高寒高海拔地区气象环境复杂，设计条件与实际条件存在较大差异，在特定条件下可能增大混凝土的开裂风险，因此需要对施工期热力学参数和温度场进行反演分析，优化温控措施以确保施工安全和质量。采用全坝全过程仿真分析方法，结合施工期实测温度数据，全面对比分析室内热学和力学参数与现场实际参数之间的差异。采用反演的温度参数和实际浇筑进度，通过仿真分析对陡坡坝段的温控措施进行优化研究。反演分析显示，三级配常态混凝土的绝热温升值调整至27.5℃后，计算值与实测值相符；二级配常态混凝土的绝热温升终值为35℃时，计算值与反演分析值最为接近。设计绝热温升与反演分析的对比表明，反演的早期温度高于设计值，但终值低于设计值。仿真计算结果显示，基础强约束区常态混凝土的最大顺河向应力为1.50 MPa,安全系数为1.64;其他区域的应力和安全系数均在合理范围内，但基础强约束区和垫层常态混凝土的安全储备略低。在准确反演热力学参数的基础上，结合仿真分析成果发现基础强约束区和垫层常态混凝土的温控措施需进一步优化，特别是需要进一步严格控制最高温度并加强表面保护。本文采用的参数反演和温度应力场的反馈方法可以更准确地反映实际施工情况，为大体积混凝土施工标准和措施的优化提供更可靠的技术支撑。
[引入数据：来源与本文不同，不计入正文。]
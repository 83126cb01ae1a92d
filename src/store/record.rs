//! Per-account state held by the store

use chrono::{DateTime, Utc};
use rustc_hash::FxHashMap;
use serde::{Deserialize, Serialize};

use crate::account::{Account, Effect};
use crate::balance::{Pool, Pools};
use crate::core_types::{Amount, EntryId, ItemId, UserId};
use crate::error::LedgerError;
use crate::ledger::{LedgerEntry, Operation};

/// What a keyed request asked for. A retry must ask for the same thing.
#[derive(Debug, Clone, PartialEq, Eq, Serialize, Deserialize)]
pub struct RequestFingerprint {
    pub operation: Operation,
    pub amount: Option<Amount>,
    pub pool: Option<Pool>,
    pub item_id: Option<ItemId>,
    /// Anything else that tells two requests apart (payout method, primitive)
    pub detail: Option<String>,
}

impl RequestFingerprint {
    pub fn new(operation: Operation) -> Self {
        Self {
            operation,
            amount: None,
            pool: None,
            item_id: None,
            detail: None,
        }
    }

    pub fn amount(mut self, amount: Amount) -> Self {
        self.amount = Some(amount);
        self
    }

    pub fn pool(mut self, pool: Pool) -> Self {
        self.pool = Some(pool);
        self
    }

    pub fn item(mut self, item_id: &str) -> Self {
        self.item_id = Some(item_id.to_string());
        self
    }

    pub fn detail(mut self, detail: &str) -> Self {
        self.detail = Some(detail.to_string());
        self
    }
}

/// Caller-supplied idempotency key bound to the request it names
#[derive(Debug, Clone, PartialEq, Eq, Serialize, Deserialize)]
pub struct Idempotency {
    pub key: String,
    pub fingerprint: RequestFingerprint,
}

impl Idempotency {
    pub fn new(key: impl Into<String>, fingerprint: RequestFingerprint) -> Self {
        Self {
            key: key.into(),
            fingerprint,
        }
    }
}

/// Result of a committed (or replayed) unit
#[derive(Debug, Clone, PartialEq, Eq, Serialize, Deserialize)]
pub struct Receipt {
    pub user_id: UserId,
    /// Entries written by the unit, in commit order
    pub entries: Vec<LedgerEntry>,
    /// Pool balances right after the unit
    pub balances: Pools,
    /// `true` when an earlier commit with the same idempotency key answered
    pub replayed: bool,
}

impl Receipt {
    /// Last entry written, if any
    pub fn last_entry(&self) -> Option<&LedgerEntry> {
        self.entries.last()
    }

    pub fn entry_ids(&self) -> Vec<EntryId> {
        self.entries.iter().map(|e| e.entry_id).collect()
    }
}

/// Receipt kept under an idempotency key, with the request that earned it
#[derive(Debug, Clone, PartialEq, Eq, Serialize, Deserialize)]
pub struct StoredReceipt {
    pub fingerprint: RequestFingerprint,
    pub receipt: Receipt,
}

/// Account plus its ledger entries and idempotency receipts
#[derive(Debug, Clone, Serialize, Deserialize)]
pub struct AccountRecord {
    pub account: Account,
    pub entries: Vec<LedgerEntry>,
    pub receipts: FxHashMap<String, StoredReceipt>,
}

impl AccountRecord {
    pub fn new(account: Account) -> Self {
        Self {
            account,
            entries: Vec::new(),
            receipts: FxHashMap::default(),
        }
    }

    /// Install a committed unit whose effects were already applied to
    /// `account`.
    pub fn install(
        &mut self,
        account: Account,
        entries: Vec<LedgerEntry>,
        idempotency: Option<Idempotency>,
    ) -> Receipt {
        let receipt = Receipt {
            user_id: account.user_id(),
            entries: entries.clone(),
            balances: *account.pools(),
            replayed: false,
        };
        self.account = account;
        self.entries.extend(entries);
        if let Some(Idempotency { key, fingerprint }) = idempotency {
            self.receipts.insert(
                key,
                StoredReceipt {
                    fingerprint,
                    receipt: receipt.clone(),
                },
            );
        }
        receipt
    }

    /// Re-apply a journaled unit (recovery path)
    pub fn replay(
        &mut self,
        effects: &[Effect],
        entries: Vec<LedgerEntry>,
        idempotency: Option<Idempotency>,
        at: DateTime<Utc>,
    ) -> Result<(), LedgerError> {
        let mut account = self.account.clone();
        account.apply_all(effects, at).map_err(|e| {
            LedgerError::Corrupted(format!(
                "journal replay failed for user {}: {}",
                account.user_id(),
                e
            ))
        })?;
        self.install(account, entries, idempotency);
        Ok(())
    }

    /// Stored receipt for a key, flagged as replayed
    pub fn receipt(&self, idempotency_key: &str) -> Option<Receipt> {
        self.receipts.get(idempotency_key).map(|r| Receipt {
            replayed: true,
            ..r.receipt.clone()
        })
    }

    /// Receipt answering a retried request.
    ///
    /// A key already spent on a different request is a `Conflict`: the
    /// caller reused a key and nothing of the new request was applied.
    pub fn replay_for(&self, idempotency: &Idempotency) -> Result<Option<Receipt>, LedgerError> {
        let Some(stored) = self.receipts.get(&idempotency.key) else {
            return Ok(None);
        };
        if stored.fingerprint != idempotency.fingerprint {
            return Err(LedgerError::Conflict(format!(
                "idempotency key {} on account {} was used for {:?}, now {:?}",
                idempotency.key,
                self.account.user_id(),
                stored.fingerprint,
                idempotency.fingerprint
            )));
        }
        Ok(Some(Receipt {
            replayed: true,
            ..stored.receipt.clone()
        }))
    }
}
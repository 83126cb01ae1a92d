use anyhow::Context;
use serde::{Deserialize, Serialize};
use std::fs;
use std::path::Path;

use crate::money;
use crate::referral::ReferralConfig;
use crate::store::StoreConfig;
use crate::transaction::{LedgerPolicy, PurchasePolicy, TopupPolicy, WithdrawalConfig, WithdrawalPolicy};

#[derive(Debug, Serialize, Deserialize, Clone)]
pub struct AppConfig {
    pub log_level: String,
    pub log_dir: String,
    pub log_file: String,
    pub use_json: bool,
    /// `hourly`, `daily`, anything else never rotates
    pub rotation: String,
    #[serde(default)]
    pub store: StoreConfig,
    pub referral: ReferralConfig,
    #[serde(default)]
    pub topup: TopupPolicy,
    #[serde(default)]
    pub purchase: PurchasePolicy,
    #[serde(default)]
    pub withdrawal: WithdrawalConfig,
}

impl AppConfig {
    /// Load `config/<env>.yaml`
    pub fn load(env: &str) -> anyhow::Result<Self> {
        Self::from_file(format!("config/{}.yaml", env))
    }

    pub fn from_file(path: impl AsRef<Path>) -> anyhow::Result<Self> {
        let path = path.as_ref();
        let content = fs::read_to_string(path)
            .with_context(|| format!("Failed to read config file: {}", path.display()))?;
        Self::from_yaml(&content).with_context(|| format!("Invalid config: {}", path.display()))
    }

    pub fn from_yaml(content: &str) -> anyhow::Result<Self> {
        let config: AppConfig =
            serde_yaml::from_str(content).context("Failed to parse config yaml")?;
        money::validate_rate(config.referral.rate).context("Invalid referral rate")?;
        config.policy()?;
        Ok(config)
    }

    /// Routing policies in ledger units
    pub fn policy(&self) -> anyhow::Result<LedgerPolicy> {
        let withdrawal = WithdrawalPolicy::from_config(&self.withdrawal)
            .context("Invalid withdrawal minimums")?;
        Ok(LedgerPolicy {
            topup: self.topup,
            purchase: self.purchase,
            withdrawal,
        })
    }
}
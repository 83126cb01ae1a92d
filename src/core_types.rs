//! Core types used throughout the ledger
//!
//! These are fundamental type aliases used by all modules.
//! They provide semantic meaning and enable future type evolution.

/// User ID - globally unique, immutable after assignment.
///
/// # Usage:
/// - Primary key for ledger accounts
/// - Key of the per-user exclusive section in the store
pub type UserId = u64;

/// Amount in micro-USDT (6 decimal fixed point).
///
/// `1 USDT = 1_000_000`. All pool arithmetic is done on this integer
/// representation; conversion to/from text goes through [`crate::money`].
pub type Amount = u64;

/// Ledger entry ID - monotonic and unique across the whole store
pub type EntryId = u64;

/// Catalog item identifier (sold/bought phone-number account)
pub type ItemId = String;

/// Journal sequence number
pub type SeqNum = u64;
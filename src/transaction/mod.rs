//! Transaction Coordinator
//!
//! Sequences business operations (sales, purchases, top-ups, withdrawals,
//! referrals) over the Balance Engine.
//!
//! # Escrow Lifecycles
//!
//! ```text
//! sale:       record_sale ─▶ held ─┬─ confirm_sale ─▶ spendable ─▶ referral accrual
//!                                  └─ void_sale    ─▶ (leaves the ledger)
//!
//! purchase:   reserve_purchase ─▶ held ─┬─ confirm_purchase ─▶ (paid out) ─▶ referral accrual
//!                                       └─ cancel_purchase  ─▶ spendable
//!
//! withdrawal: request ─▶ withdrawal_processing ─┬─ confirm ─▶ (paid out)
//!                                               └─ fail    ─▶ spendable
//! ```
//!
//! # Ordering
//!
//! 1. **Own account first**: the unit on the acting user's account commits
//!    before any follow-up on another account
//! 2. **Follow-ups are keyed**: referral credits and links use keys derived
//!    from the committed entry, so a retry or `reconcile` never pays twice
//! 3. **Notify last**: observers see only durable, first-time commits

pub mod coordinator;
pub mod observer;
pub mod policy;
pub mod reconcile;


pub use coordinator::{
    Adjustment, LedgerSummary, OpenOutcome, SettlementOutcome, TransactionCoordinator,
};
pub use observer::{LedgerEvent, LedgerObserver};
pub use policy::{LedgerPolicy, PurchasePolicy, TopupPolicy, WithdrawalConfig, WithdrawalPolicy};
pub use reconcile::ReconcileReport;
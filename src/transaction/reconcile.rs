//! Startup reconciliation
//!
//! Cross-account follow-ups (referral links, commissions) commit separately
//! from the unit that caused them. A crash in between leaves them missing;
//! this pass finds and completes them. Every repair goes through the same
//! idempotency keys as the live path, so running it twice changes nothing.

use tracing::{info, warn};

use super::coordinator::TransactionCoordinator;
use crate::error::{IntegrityWarning, LedgerError};
use crate::referral::{AccrualOutcome, LinkOutcome, accrual_key};

#[derive(Debug, Clone, Default, PartialEq, Eq)]
pub struct ReconcileReport {
    pub links_repaired: usize,
    pub commissions_repaired: usize,
    /// Micro-USDT credited by the repaired commissions
    pub commission_amount: u128,
    /// Accruals that failed again and remain outstanding
    pub deferred: usize,
    pub warnings: Vec<IntegrityWarning>,
}

impl ReconcileReport {
    pub fn is_clean(&self) -> bool {
        self.links_repaired == 0 && self.commissions_repaired == 0 && self.deferred == 0
    }
}

impl TransactionCoordinator {
    /// Complete referral links and commissions a crash left out
    pub async fn reconcile(&self) -> Result<ReconcileReport, LedgerError> {
        let store = self.store();
        let mut report = ReconcileReport::default();

        for account in store.accounts() {
            let Some(referrer_id) = account.referrer_id() else {
                continue;
            };
            let user_id = account.user_id();
            let linked = match store.get(referrer_id) {
                Ok(referrer) => referrer.referrals().contains(&user_id),
                Err(LedgerError::NotFound(_)) => {
                    let warning = IntegrityWarning::MissingReferrer {
                        user_id,
                        referrer_id,
                    };
                    warn!(%warning, "Reconcile: referrer account missing");
                    report.warnings.push(warning);
                    continue;
                }
                Err(e) => return Err(e),
            };
            if !linked {
                match self.referral().link(user_id, referrer_id).await? {
                    LinkOutcome::Linked { .. } => report.links_repaired += 1,
                    LinkOutcome::Skipped(warning) => report.warnings.push(warning),
                }
            }
        }

        for entry in store.all_entries() {
            if !entry.operation.is_referral_settlement() {
                continue;
            }
            let Some(referrer_id) = store.get(entry.user_id)?.referrer_id() else {
                continue;
            };
            if !store.contains(referrer_id)
                || store
                    .receipt(referrer_id, &accrual_key(entry.entry_id))
                    .is_some()
                || self.referral().earning(entry.amount)? == 0
            {
                continue;
            }

            match self
                .accrue_after(entry.user_id, entry.amount, entry.entry_id)
                .await
            {
                AccrualOutcome::Credited {
                    amount, receipt, ..
                } if !receipt.replayed => {
                    report.commissions_repaired += 1;
                    report.commission_amount += amount as u128;
                }
                AccrualOutcome::Skipped(warning) => report.warnings.push(warning),
                AccrualOutcome::Deferred(_) => report.deferred += 1,
                _ => {}
            }
        }

        if report.is_clean() {
            info!(warnings = report.warnings.len(), "Reconcile: ledger consistent");
        } else {
            warn!(
                links_repaired = report.links_repaired,
                commissions_repaired = report.commissions_repaired,
                commission_amount = %report.commission_amount,
                deferred = report.deferred,
                "Reconcile: repaired missing referral state"
            );
        }
        Ok(report)
    }
}
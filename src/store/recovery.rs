//! Ledger Recovery Logic
//!
//! Handles cold/hot start recovery from Snapshot + Journal

use rustc_hash::FxHashMap;
use std::fs::{File, OpenOptions};
use std::io::BufReader;
use std::path::Path;

use super::config::StoreConfig;
use super::record::AccountRecord;
use super::snapshot::LedgerSnapshotter;
use crate::account::Account;
use crate::core_types::{EntryId, SeqNum, UserId};
use crate::error::LedgerError;
use crate::wal::{AccountOpenedPayload, CommitPayload, WalEntry, WalEntryType, WalRead, WalReader};

// ============================================================
// Recovery State
// ============================================================

pub struct RecoveryState {
    pub records: FxHashMap<UserId, AccountRecord>,
    pub next_entry_id: EntryId,
    pub next_seq: SeqNum,
    /// Epoch for the writer of this process lifetime
    pub epoch: u32,
    /// Journal records re-applied on top of the snapshot
    pub replayed: u64,
    /// Bytes cut from a torn journal tail
    pub truncated_bytes: u64,
}

// ============================================================
// Ledger Recovery
// ============================================================

pub struct LedgerRecovery<'a> {
    config: &'a StoreConfig,
}

impl<'a> LedgerRecovery<'a> {
    pub fn new(config: &'a StoreConfig) -> Self {
        Self { config }
    }

    /// Recover ledger state from Snapshot + Journal
    ///
    /// Recovery flow:
    /// 1. Load the latest complete snapshot, or start empty (snapshot_seq = 0)
    /// 2. Replay journal records with seq_id > snapshot_seq
    /// 3. Truncate a torn final record
    /// 4. Return the rebuilt state
    pub fn recover(&self) -> Result<RecoveryState, LedgerError> {
        let snapshotter = LedgerSnapshotter::new(self.config.snapshot_dir());

        // Step 1: snapshot or cold start
        let (mut state, snapshot_seq) = match snapshotter
            .load_latest_snapshot()
            .map_err(|e| LedgerError::Corrupted(format!("snapshot: {}", e)))?
        {
            Some((metadata, image)) => {
                tracing::info!(
                    seq_id = metadata.wal_seq_id,
                    user_count = metadata.user_count,
                    entry_count = metadata.entry_count,
                    "Loaded snapshot"
                );
                let records = image
                    .records
                    .into_iter()
                    .map(|r| (r.account.user_id(), r))
                    .collect();
                (
                    RecoveryState {
                        records,
                        next_entry_id: image.next_entry_id,
                        next_seq: metadata.wal_seq_id + 1,
                        epoch: metadata.wal_epoch,
                        replayed: 0,
                        truncated_bytes: 0,
                    },
                    metadata.wal_seq_id,
                )
            }
            None => {
                tracing::info!("No snapshot found, cold start");
                (
                    RecoveryState {
                        records: FxHashMap::default(),
                        next_entry_id: 1,
                        next_seq: 1,
                        epoch: 0,
                        replayed: 0,
                        truncated_bytes: 0,
                    },
                    0,
                )
            }
        };

        // Step 2-3: journal replay
        let wal_file = self.config.wal_file();
        if wal_file.exists() {
            self.replay_journal(&wal_file, snapshot_seq, &mut state)?;
            tracing::info!(
                from_seq = snapshot_seq + 1,
                to_seq = state.next_seq - 1,
                replayed = state.replayed,
                "Replayed journal"
            );
        } else {
            tracing::info!("No journal file found");
        }

        state.epoch += 1;
        Ok(state)
    }

    fn replay_journal(
        &self,
        path: &Path,
        snapshot_seq: SeqNum,
        state: &mut RecoveryState,
    ) -> Result<(), LedgerError> {
        let file = File::open(path)?;
        let file_len = file.metadata()?.len();
        let mut reader = WalReader::new(BufReader::new(file));

        loop {
            let read = reader
                .read_entry()
                .map_err(|e| LedgerError::Corrupted(format!("journal: {}", e)))?;
            match read {
                WalRead::Entry(entry) => {
                    state.epoch = state.epoch.max(entry.header.epoch);
                    let seq_id = entry.header.seq_id;
                    if seq_id <= snapshot_seq {
                        continue;
                    }
                    if seq_id != state.next_seq {
                        return Err(LedgerError::Corrupted(format!(
                            "journal gap: expected seq_id {}, found {}",
                            state.next_seq, seq_id
                        )));
                    }
                    apply_entry(&entry, state)?;
                    state.next_seq = seq_id + 1;
                    state.replayed += 1;
                }
                WalRead::End => break,
                WalRead::TornTail { valid_len } => {
                    tracing::warn!(
                        valid_len,
                        file_len,
                        path = %path.display(),
                        "Torn journal tail, truncating"
                    );
                    let file = OpenOptions::new().write(true).open(path)?;
                    file.set_len(valid_len)?;
                    file.sync_all()?;
                    state.truncated_bytes = file_len - valid_len;
                    break;
                }
            }
        }
        Ok(())
    }
}

fn apply_entry(entry: &WalEntry, state: &mut RecoveryState) -> Result<(), LedgerError> {
    let entry_type = WalEntryType::try_from(entry.header.entry_type)
        .map_err(|e| LedgerError::Corrupted(e.to_string()))?;

    match entry_type {
        WalEntryType::AccountOpened => {
            let payload: AccountOpenedPayload = decode(entry)?;
            state
                .records
                .entry(payload.user_id)
                .or_insert_with(|| {
                    AccountRecord::new(Account::new(
                        payload.user_id,
                        payload.referrer_id,
                        payload.at,
                    ))
                });
        }
        WalEntryType::Commit => {
            let payload: CommitPayload = decode(entry)?;
            let record = state.records.get_mut(&payload.user_id).ok_or_else(|| {
                LedgerError::Corrupted(format!(
                    "commit for unknown account {} at seq_id {}",
                    payload.user_id,
                    { entry.header.seq_id }
                ))
            })?;
            if let Some(last) = payload.entries.last() {
                state.next_entry_id = state.next_entry_id.max(last.entry_id + 1);
            }
            record.replay(
                &payload.effects,
                payload.entries,
                payload.idempotency,
                payload.at,
            )?;
        }
        WalEntryType::SnapshotMarker => {}
    }
    Ok(())
}

fn decode<T: serde::de::DeserializeOwned>(entry: &WalEntry) -> Result<T, LedgerError> {
    bincode::deserialize(&entry.payload).map_err(|e| {
        LedgerError::Corrupted(format!(
            "undecodable payload at seq_id {}: {}",
            { entry.header.seq_id },
            e
        ))
    })
}

// ============================================================
// Unit Tests
// ============================================================
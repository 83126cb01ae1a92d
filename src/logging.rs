use crate::config::AppConfig;
use tracing_appender::non_blocking::WorkerGuard;
use tracing_subscriber::{EnvFilter, fmt, prelude::*};

/// Install the global subscriber: rolling file output, plus stdout in text mode.
///
/// `RUST_LOG` overrides `log_level`. Keep the guard alive for the lifetime
/// of the process or buffered lines are lost.
pub fn init_logging(config: &AppConfig) -> WorkerGuard {
    let file_appender = match config.rotation.as_str() {
        "hourly" => tracing_appender::rolling::hourly(&config.log_dir, &config.log_file),
        "daily" => tracing_appender::rolling::daily(&config.log_dir, &config.log_file),
        _ => tracing_appender::rolling::never(&config.log_dir, &config.log_file),
    };

    let (non_blocking, guard) = tracing_appender::non_blocking(file_appender);

    let filter =
        EnvFilter::try_from_default_env().unwrap_or_else(|_| EnvFilter::new(&config.log_level));

    let registry = tracing_subscriber::registry().with(filter);

    if config.use_json {
        // Audit trail: user_id, entry_id and amounts stay queryable fields
        let file_layer = fmt::layer()
            .json()
            .with_target(true)
            .with_writer(non_blocking)
            .with_ansi(false);
        registry.with(file_layer).init();
    } else {
        let file_layer = fmt::layer()
            .with_target(false)
            .with_writer(non_blocking)
            .with_ansi(false);
        let stdout_layer = fmt::layer().with_target(false).with_ansi(true);
        registry.with(file_layer).with(stdout_layer).init();
    }

    guard
}
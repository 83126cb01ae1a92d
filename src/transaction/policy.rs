//! Configurable money-routing policies

use rust_decimal::Decimal;
use serde::{Deserialize, Serialize};
use std::collections::BTreeMap;

use crate::balance::Pool;
use crate::core_types::{Amount, UserId};
use crate::error::LedgerError;
use crate::money;

/// Which pool a payment-gateway top-up lands in
#[derive(Debug, Clone, Copy, Default, PartialEq, Eq, Serialize, Deserialize)]
#[serde(rename_all = "snake_case")]
pub enum TopupPolicy {
    /// Separate `topup` pool, spendable on purchases but never withdrawable
    #[default]
    CreditTopup,
    CreditSpendable,
}

impl TopupPolicy {
    pub fn pool(&self) -> Pool {
        match self {
            TopupPolicy::CreditTopup => Pool::Topup,
            TopupPolicy::CreditSpendable => Pool::Spendable,
        }
    }
}

/// Which pool a direct purchase is paid from
#[derive(Debug, Clone, Copy, Default, PartialEq, Eq, Serialize, Deserialize)]
#[serde(rename_all = "snake_case")]
pub enum PurchasePolicy {
    #[default]
    Spendable,
    Topup,
}

impl PurchasePolicy {
    pub fn pool(&self) -> Pool {
        match self {
            PurchasePolicy::Spendable => Pool::Spendable,
            PurchasePolicy::Topup => Pool::Topup,
        }
    }
}

/// Withdrawal minimums as configured (USDT decimals)
#[derive(Debug, Clone, Serialize, Deserialize)]
#[serde(default)]
pub struct WithdrawalConfig {
    pub global_minimum: Decimal,
    /// Per-user override of the global minimum
    pub user_minimums: BTreeMap<UserId, Decimal>,
    /// Per payout method (e.g. "trc20", "bep20")
    pub method_minimums: BTreeMap<String, Decimal>,
}

impl Default for WithdrawalConfig {
    fn default() -> Self {
        Self {
            global_minimum: Decimal::ONE,
            user_minimums: BTreeMap::new(),
            method_minimums: BTreeMap::new(),
        }
    }
}

/// Withdrawal minimums in micro-USDT
#[derive(Debug, Clone, Default, PartialEq, Eq)]
pub struct WithdrawalPolicy {
    global_minimum: Amount,
    user_minimums: BTreeMap<UserId, Amount>,
    method_minimums: BTreeMap<String, Amount>,
}

impl WithdrawalPolicy {
    pub fn from_config(config: &WithdrawalConfig) -> Result<Self, LedgerError> {
        let user_minimums = config
            .user_minimums
            .iter()
            .map(|(user, d)| Ok((*user, money::parse_decimal(*d)?)))
            .collect::<Result<_, LedgerError>>()?;
        let method_minimums = config
            .method_minimums
            .iter()
            .map(|(method, d)| Ok((method.to_lowercase(), money::parse_decimal(*d)?)))
            .collect::<Result<_, LedgerError>>()?;
        Ok(Self {
            global_minimum: money::parse_decimal(config.global_minimum)?,
            user_minimums,
            method_minimums,
        })
    }

    /// `max(method minimum, user override or global minimum)`
    pub fn minimum(&self, user_id: UserId, method: Option<&str>) -> Amount {
        let base = self
            .user_minimums
            .get(&user_id)
            .copied()
            .unwrap_or(self.global_minimum);
        let by_method = method
            .and_then(|m| self.method_minimums.get(&m.to_lowercase()))
            .copied()
            .unwrap_or(0);
        base.max(by_method)
    }

    pub fn check(&self, user_id: UserId, method: Option<&str>, amount: Amount) -> Result<(), LedgerError> {
        let minimum = self.minimum(user_id, method);
        if amount < minimum {
            return Err(LedgerError::BelowWithdrawalMinimum {
                requested: amount,
                minimum,
            });
        }
        Ok(())
    }
}

/// All routing policies the coordinator applies
#[derive(Debug, Clone, Default, PartialEq, Eq)]
pub struct LedgerPolicy {
    pub topup: TopupPolicy,
    pub purchase: PurchasePolicy,
    pub withdrawal: WithdrawalPolicy,
}
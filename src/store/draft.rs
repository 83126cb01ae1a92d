//! Draft - the mutable copy of an account a unit of work runs against

use crate::account::{Account, Effect};
use crate::error::LedgerError;
use crate::ledger::{DraftEntry, LedgerEntry};

/// A copy of the account plus the effects and entries recorded so far.
///
/// Nothing recorded here is visible until the store commits it.
#[derive(Debug)]
pub struct Draft<'h> {
    account: Account,
    history: &'h [LedgerEntry],
    effects: Vec<Effect>,
    entries: Vec<DraftEntry>,
}

impl<'h> Draft<'h> {
    pub(crate) fn new(account: Account, history: &'h [LedgerEntry]) -> Self {
        Self {
            account,
            history,
            effects: Vec::new(),
            entries: Vec::new(),
        }
    }

    /// Current (uncommitted) state
    pub fn account(&self) -> &Account {
        &self.account
    }

    /// Committed entries of the account, oldest first
    pub fn history(&self) -> &'h [LedgerEntry] {
        self.history
    }

    /// Apply an effect to the draft and remember it for the journal.
    /// A refused effect is not recorded.
    pub fn record(&mut self, effect: Effect) -> Result<(), LedgerError> {
        self.account.apply(&effect)?;
        self.effects.push(effect);
        Ok(())
    }

    pub fn push_entry(&mut self, entry: DraftEntry) {
        self.entries.push(entry);
    }

    pub fn entries(&self) -> &[DraftEntry] {
        &self.entries
    }

    pub fn effects(&self) -> &[Effect] {
        &self.effects
    }

    pub fn is_empty(&self) -> bool {
        self.effects.is_empty() && self.entries.is_empty()
    }

    pub(crate) fn into_parts(self) -> (Account, Vec<Effect>, Vec<DraftEntry>) {
        (self.account, self.effects, self.entries)
    }
}
//! BGT Ledger - operator entry point
//!
//! ```text
//! ┌──────────┐    ┌──────────┐    ┌───────────┐    ┌──────────┐
//! │  Config  │───▶│ Recovery │───▶│ Reconcile │───▶│ Summary  │
//! │  (YAML)  │    │(Snap+WAL)│    │(Referrals)│    │ (stdout) │
//! └──────────┘    └──────────┘    └───────────┘    └──────────┘
//! ```
//!
//! Flags:
//! - `--env <name>` / `-e <name>`: load `config/<name>.yaml` (default `dev`)
//! - `--snapshot`: write a snapshot after reconciliation
//! - `--export <path>`: dump every ledger entry as CSV

use anyhow::Context;
use std::fs::File;
use std::io::BufWriter;
use std::sync::Arc;

use bgt_ledger::config::AppConfig;
use bgt_ledger::ledger::LedgerCsvWriter;
use bgt_ledger::money::format_total;
use bgt_ledger::{LedgerStore, TransactionCoordinator};

fn get_env() -> String {
    get_arg(&["--env", "-e"]).unwrap_or_else(|| "dev".to_string())
}

fn get_arg(names: &[&str]) -> Option<String> {
    let args: Vec<String> = std::env::args().collect();
    for i in 0..args.len() {
        if names.contains(&args[i].as_str()) && i + 1 < args.len() {
            return Some(args[i + 1].clone());
        }
    }
    None
}

fn use_snapshot_mode() -> bool {
    std::env::args().any(|a| a == "--snapshot")
}

#[tokio::main]
async fn main() -> anyhow::Result<()> {
    let env = get_env();
    let app_config = AppConfig::load(&env)?;
    let _log_guard = bgt_ledger::logging::init_logging(&app_config);

    tracing::info!(
        env = %env,
        git_hash = env!("GIT_HASH"),
        data_dir = %app_config.store.data_dir.display(),
        "Starting BGT ledger"
    );

    let store = Arc::new(
        LedgerStore::open(app_config.store.clone()).context("Failed to open ledger store")?,
    );
    let coordinator =
        TransactionCoordinator::new(Arc::clone(&store), &app_config.referral, app_config.policy()?)
            .context("Failed to build coordinator")?;

    let report = coordinator.reconcile().await.context("Reconciliation failed")?;

    if use_snapshot_mode() {
        let path = store.snapshot().await.context("Snapshot failed")?;
        tracing::info!(path = %path.display(), "Snapshot written");
    }

    if let Some(path) = get_arg(&["--export"]) {
        let file = File::create(&path).with_context(|| format!("Failed to create {}", path))?;
        let mut writer = LedgerCsvWriter::new(BufWriter::new(file))?;
        for entry in store.all_entries() {
            writer.write_entry(&entry)?;
        }
        writer.flush()?;
        tracing::info!(path = %path, entries = writer.entry_count(), "Ledger exported");
    }

    let summary = coordinator.summary();
    let stats = store.stats().await;

    println!("\n=== BGT Ledger ===");
    println!("Accounts:              {}", summary.accounts);
    println!("Entries:               {}", stats.entries);
    println!("Journal next seq:      {}", stats.next_seq);
    println!("Open holds:            {}", summary.open_holds);
    println!("\n--- Funds (USDT) ---");
    println!("spendable:             {}", format_total(summary.spendable));
    println!("held:                  {}", format_total(summary.held));
    println!("topup:                 {}", format_total(summary.topup));
    println!(
        "withdrawal_processing: {}",
        format_total(summary.withdrawal_processing)
    );
    println!("total:                 {}", format_total(summary.total()));
    println!(
        "referral earnings:     {}",
        format_total(summary.referral_earnings)
    );
    println!("\n--- Reconciliation ---");
    println!("links repaired:        {}", report.links_repaired);
    println!(
        "commissions repaired:  {} ({})",
        report.commissions_repaired,
        format_total(report.commission_amount)
    );
    println!("deferred:              {}", report.deferred);
    for warning in &report.warnings {
        println!("warning:               {}", warning);
    }

    Ok(())
}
The meteorological environment in the high cold and high altitude area is complicated, and there are great differences between the design conditions and the actual conditions, which may increase the cracking risk of concrete under certain conditions. Therefore, it is necessary to conduct inverse analysis of the thermodynamic parameters and temperature field during the construction period, and optimize the temperature control measures to ensure the construction safety and quality. The whole process simulation analysis method of the dam and the measured temperature data during the construction period are used to comprehensively compare and analyze the differences between the indoor thermal and mechanical parameters and the actual parameters on site. By using the inversion temperature parameters and the actual pouring progress, the temperature control measures of the steep slope dam section are optimized by simulation analysis. The inversion analysis showed that the calculated value was in agreement with the measured value after the adiabatic temperature appreciation was adjusted to 27.5 ℃. When the final value of adiabatic temperature rise of secondary normal concrete is 35 ℃, the calculated value is the closest to the inverse analysis value. The comparison between design adiabatic temperature rise and inversion analysis shows that the early temperature of inversion is higher than the design value, but the final value is lower than the design value. The simulation result show that the maximum stress along river is 1.50 MPa and the safety factor is 1.64. The stress and safety factor in other areas are within the reasonable range, but the safety reserve of foundation strong confinement area and normal concrete bedding is slightly lower. On the basis of accurate inversion of thermodynamic parameters, combined with the result of simulation analysis, it is found that the temperature control measures of the foundation strongly confined area and the normal concrete bedding need to be further optimized, especially the maximum temperature should be further strictly controlled and the surface protection should be strengthened. The inversion of parameters and the feedback method of temperature stress field used in this paper can reflect the actual construction situation more accurately, and provide more reliable technical support for the optimization of construction standards and measures of mass concrete.